RECORDS PROVIDED:
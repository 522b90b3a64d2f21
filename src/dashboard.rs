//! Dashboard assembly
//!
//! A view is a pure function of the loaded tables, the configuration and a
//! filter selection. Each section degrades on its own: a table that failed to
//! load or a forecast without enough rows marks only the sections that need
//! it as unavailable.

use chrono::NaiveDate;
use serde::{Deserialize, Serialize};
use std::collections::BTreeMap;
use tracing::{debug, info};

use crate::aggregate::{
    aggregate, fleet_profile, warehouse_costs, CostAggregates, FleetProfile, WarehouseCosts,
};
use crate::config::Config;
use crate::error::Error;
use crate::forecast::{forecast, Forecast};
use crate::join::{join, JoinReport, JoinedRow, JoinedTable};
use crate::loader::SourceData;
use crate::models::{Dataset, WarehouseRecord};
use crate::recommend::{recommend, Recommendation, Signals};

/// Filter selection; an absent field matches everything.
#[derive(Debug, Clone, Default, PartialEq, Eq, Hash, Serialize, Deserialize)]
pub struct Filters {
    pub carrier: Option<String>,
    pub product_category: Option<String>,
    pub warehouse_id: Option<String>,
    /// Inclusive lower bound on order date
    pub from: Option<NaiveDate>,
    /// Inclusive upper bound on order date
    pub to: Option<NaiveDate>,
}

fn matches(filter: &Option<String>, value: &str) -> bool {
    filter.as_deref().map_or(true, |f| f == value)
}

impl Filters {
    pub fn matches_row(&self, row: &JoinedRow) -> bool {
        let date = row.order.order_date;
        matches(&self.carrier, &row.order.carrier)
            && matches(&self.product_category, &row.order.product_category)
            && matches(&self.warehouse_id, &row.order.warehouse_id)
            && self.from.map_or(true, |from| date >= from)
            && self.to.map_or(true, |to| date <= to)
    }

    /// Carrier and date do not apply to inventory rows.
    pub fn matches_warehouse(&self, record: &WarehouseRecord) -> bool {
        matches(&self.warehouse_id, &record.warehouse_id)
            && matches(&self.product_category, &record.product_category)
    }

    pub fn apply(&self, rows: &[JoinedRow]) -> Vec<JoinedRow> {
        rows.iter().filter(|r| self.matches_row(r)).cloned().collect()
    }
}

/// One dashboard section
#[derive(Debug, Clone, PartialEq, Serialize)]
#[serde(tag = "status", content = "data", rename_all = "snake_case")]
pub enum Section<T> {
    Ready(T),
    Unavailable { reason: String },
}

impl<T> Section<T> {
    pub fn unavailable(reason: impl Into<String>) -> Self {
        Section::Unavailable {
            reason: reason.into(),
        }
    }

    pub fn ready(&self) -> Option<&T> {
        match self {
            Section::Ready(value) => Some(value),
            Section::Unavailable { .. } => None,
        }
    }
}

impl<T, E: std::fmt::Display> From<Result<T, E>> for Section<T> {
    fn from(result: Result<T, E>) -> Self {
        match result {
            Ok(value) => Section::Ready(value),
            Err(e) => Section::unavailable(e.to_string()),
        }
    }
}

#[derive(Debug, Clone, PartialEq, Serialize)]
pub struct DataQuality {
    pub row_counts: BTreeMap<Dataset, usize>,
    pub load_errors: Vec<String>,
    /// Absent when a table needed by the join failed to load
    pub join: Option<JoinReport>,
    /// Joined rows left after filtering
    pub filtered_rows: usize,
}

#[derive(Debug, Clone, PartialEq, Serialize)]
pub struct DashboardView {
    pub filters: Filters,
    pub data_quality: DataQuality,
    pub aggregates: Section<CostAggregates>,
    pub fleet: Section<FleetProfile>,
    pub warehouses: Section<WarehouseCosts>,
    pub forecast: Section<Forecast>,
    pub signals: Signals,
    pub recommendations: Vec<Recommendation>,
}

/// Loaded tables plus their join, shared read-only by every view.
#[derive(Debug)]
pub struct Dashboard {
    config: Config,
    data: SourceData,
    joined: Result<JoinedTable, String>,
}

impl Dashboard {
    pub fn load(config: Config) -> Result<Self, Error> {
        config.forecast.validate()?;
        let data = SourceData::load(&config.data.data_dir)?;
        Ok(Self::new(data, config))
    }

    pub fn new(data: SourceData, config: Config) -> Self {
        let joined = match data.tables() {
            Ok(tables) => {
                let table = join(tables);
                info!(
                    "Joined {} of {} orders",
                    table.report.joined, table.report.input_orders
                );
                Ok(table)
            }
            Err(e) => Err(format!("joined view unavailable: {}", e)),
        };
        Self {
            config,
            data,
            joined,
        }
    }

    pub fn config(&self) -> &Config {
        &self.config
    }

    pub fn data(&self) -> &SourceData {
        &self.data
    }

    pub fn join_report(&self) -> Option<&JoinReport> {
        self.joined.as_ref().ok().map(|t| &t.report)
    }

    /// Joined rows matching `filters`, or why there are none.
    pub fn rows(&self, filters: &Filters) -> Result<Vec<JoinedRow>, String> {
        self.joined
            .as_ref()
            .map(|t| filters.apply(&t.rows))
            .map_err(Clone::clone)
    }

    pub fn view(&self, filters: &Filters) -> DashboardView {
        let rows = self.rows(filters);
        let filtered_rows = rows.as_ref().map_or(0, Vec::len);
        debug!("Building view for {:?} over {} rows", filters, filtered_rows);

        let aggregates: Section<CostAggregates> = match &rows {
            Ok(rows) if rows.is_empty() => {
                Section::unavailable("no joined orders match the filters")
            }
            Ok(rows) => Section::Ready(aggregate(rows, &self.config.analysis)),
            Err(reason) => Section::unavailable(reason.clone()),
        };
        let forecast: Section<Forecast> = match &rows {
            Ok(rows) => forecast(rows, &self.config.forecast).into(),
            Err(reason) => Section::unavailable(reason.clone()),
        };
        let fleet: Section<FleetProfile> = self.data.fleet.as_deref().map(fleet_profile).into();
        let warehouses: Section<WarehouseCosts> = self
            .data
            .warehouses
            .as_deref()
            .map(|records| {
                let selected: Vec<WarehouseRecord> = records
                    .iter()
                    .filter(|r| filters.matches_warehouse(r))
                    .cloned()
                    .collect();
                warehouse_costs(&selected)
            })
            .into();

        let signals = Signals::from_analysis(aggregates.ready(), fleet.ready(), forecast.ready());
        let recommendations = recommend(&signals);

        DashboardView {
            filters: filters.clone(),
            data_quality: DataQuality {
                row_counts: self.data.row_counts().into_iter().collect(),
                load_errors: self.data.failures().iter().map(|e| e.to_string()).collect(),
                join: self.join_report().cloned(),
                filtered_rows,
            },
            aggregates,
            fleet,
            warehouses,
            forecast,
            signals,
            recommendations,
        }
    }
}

WHAT NEEDS TO BE DONE: Would you transcribe the whole listing, keeping every character the same?

TASK RESULT:
repository 522b90b3a64d2f21
filename src/dashboard.rs
//! Dashboard assembly
//!
//! A view is a pure function of the loaded tables, the configuration and a
//! filter selection. Each section degrades on its own: a table that failed to
//! load or a forecast without enough rows marks only the sections that need
//! it as unavailable.

use chrono::NaiveDate;
use serde::{Deserialize, Serialize};
use std::collections::BTreeMap;
use tracing::{debug, info};

use crate::aggregate::{
    aggregate, fleet_profile, warehouse_costs, CostAggregates, FleetProfile, WarehouseCosts,
};
use crate::config::Config;
use crate::error::Error;
use crate::forecast::{forecast, Forecast};
use crate::join::{join, JoinReport, JoinedRow, JoinedTable};
use crate::loader::SourceData;
use crate::models::{Dataset, WarehouseRecord};
use crate::recommend::{recommend, Recommendation, Signals};

/// Filter selection; an absent field matches everything.
#[derive(Debug, Clone, Default, PartialEq, Eq, Hash, Serialize, Deserialize)]
pub struct Filters {
    pub carrier: Option<String>,
    pub product_category: Option<String>,
    pub warehouse_id: Option<String>,
    /// Inclusive lower bound on order date
    pub from: Option<NaiveDate>,
    /// Inclusive upper bound on order date
    pub to: Option<NaiveDate>,
}

fn matches(filter: &Option<String>, value: &str) -> bool {
    filter.as_deref().map_or(true, |f| f == value)
}

impl Filters {
    pub fn matches_row(&self, row: &JoinedRow) -> bool {
        let date = row.order.order_date;
        matches(&self.carrier, &row.order.carrier)
            && matches(&self.product_category, &row.order.product_category)
            && matches(&self.warehouse_id, &row.order.warehouse_id)
            && self.from.map_or(true, |from| date >= from)
            && self.to.map_or(true, |to| date <= to)
    }

    /// Carrier and date do not apply to inventory rows.
    pub fn matches_warehouse(&self, record: &WarehouseRecord) -> bool {
        matches(&self.warehouse_id, &record.warehouse_id)
            && matches(&self.product_category, &record.product_category)
    }

    pub fn apply(&self, rows: &[JoinedRow]) -> Vec<JoinedRow> {
        rows.iter().filter(|r| self.matches_row(r)).cloned().collect()
    }
}

/// One dashboard section
#[derive(Debug, Clone, PartialEq, Serialize)]
#[serde(tag = "status", content = "data", rename_all = "snake_case")]
pub enum Section<T> {
    Ready(T),
    Unavailable { reason: String },
}

impl<T> Section<T> {
    pub fn unavailable(reason: impl Into<String>) -> Self {
        Section::Unavailable {
            reason: reason.into(),
        }
    }

    pub fn ready(&self) -> Option<&T> {
        match self {
            Section::Ready(value) => Some(value),
            Section::Unavailable { .. } => None,
        }
    }
}

impl<T, E: std::fmt::Display> From<Result<T, E>> for Section<T> {
    fn from(result: Result<T, E>) -> Self {
        match result {
            Ok(value) => Section::Ready(value),
            Err(e) => Section::unavailable(e.to_string()),
        }
    }
}

#[derive(Debug, Clone, PartialEq, Serialize)]
pub struct DataQuality {
    pub row_counts: BTreeMap<Dataset, usize>,
    pub load_errors: Vec<String>,
    /// Absent when a table needed by the join failed to load
    pub join: Option<JoinReport>,
    /// Joined rows left after filtering
    pub filtered_rows: usize,
}

#[derive(Debug, Clone, PartialEq, Serialize)]
pub struct DashboardView {
    pub filters: Filters,
    pub data_quality: DataQuality,
    pub aggregates: Section<CostAggregates>,
    pub fleet: Section<FleetProfile>,
    pub warehouses: Section<WarehouseCosts>,
    pub forecast: Section<Forecast>,
    pub signals: Signals,
    pub recommendations: Vec<Recommendation>,
}

/// Loaded tables plus their join, shared read-only by every view.
#[derive(Debug)]
pub struct Dashboard {
    config: Config,
    data: SourceData,
    joined: Result<JoinedTable, String>,
}

impl Dashboard {
    pub fn load(config: Config) -> Result<Self, Error> {
        config.forecast.validate()?;
        let data = SourceData::load(&config.data.data_dir)?;
        Ok(Self::new(data, config))
    }

    pub fn new(data: SourceData, config: Config) -> Self {
        let joined = match data.tables() {
            Ok(tables) => {
                let table = join(tables);
                info!(
                    "Joined {} of {} orders",
                    table.report.joined, table.report.input_orders
                );
                Ok(table)
            }
            Err(e) => Err(format!("joined view unavailable: {}", e)),
        };
        Self {
            config,
            data,
            joined,
        }
    }

    pub fn config(&self) -> &Config {
        &self.config
    }

    pub fn data(&self) -> &SourceData {
        &self.data
    }

    pub fn join_report(&self) -> Option<&JoinReport> {
        self.joined.as_ref().ok().map(|t| &t.report)
    }

    /// Joined rows matching `filters`, or why there are none.
    pub fn rows(&self, filters: &Filters) -> Result<Vec<JoinedRow>, String> {
        self.joined
            .as_ref()
            .map(|t| filters.apply(&t.rows))
            .map_err(Clone::clone)
    }

    pub fn view(&self, filters: &Filters) -> DashboardView {
        let rows = self.rows(filters);
        let filtered_rows = rows.as_ref().map_or(0, Vec::len);
        debug!("Building view for {:?} over {} rows", filters, filtered_rows);

        let aggregates: Section<CostAggregates> = match &rows {
            Ok(rows) if rows.is_empty() => {
                Section::unavailable("no joined orders match the filters")
            }
            Ok(rows) => Section::Ready(aggregate(rows, &self.config.analysis)),
            Err(reason) => Section::unavailable(reason.clone()),
        };
        let forecast: Section<Forecast> = match &rows {
            Ok(rows) => forecast(rows, &self.config.forecast).into(),
            Err(reason) => Section::unavailable(reason.clone()),
        };
        let fleet: Section<FleetProfile> = self.data.fleet.as_deref().map(fleet_profile).into();
        let warehouses: Section<WarehouseCosts> = self
            .data
            .warehouses
            .as_deref()
            .map(|records| {
                let selected: Vec<WarehouseRecord> = records
                    .iter()
                    .filter(|r| filters.matches_warehouse(r))
                    .cloned()
                    .collect();
                warehouse_costs(&selected)
            })
            .into();

        let signals = Signals::from_analysis(aggregates.ready(), fleet.ready(), forecast.ready());
        let recommendations = recommend(&signals);

        DashboardView {
            filters: filters.clone(),
            data_quality: DataQuality {
                row_counts: self.data.row_counts().into_iter().collect(),
                load_errors: self.data.failures().iter().map(|e| e.to_string()).collect(),
                join: self.join_report().cloned(),
                filtered_rows,
            },
            aggregates,
            fleet,
            warehouses,
            forecast,
            signals,
            recommendations,
        }
    }
}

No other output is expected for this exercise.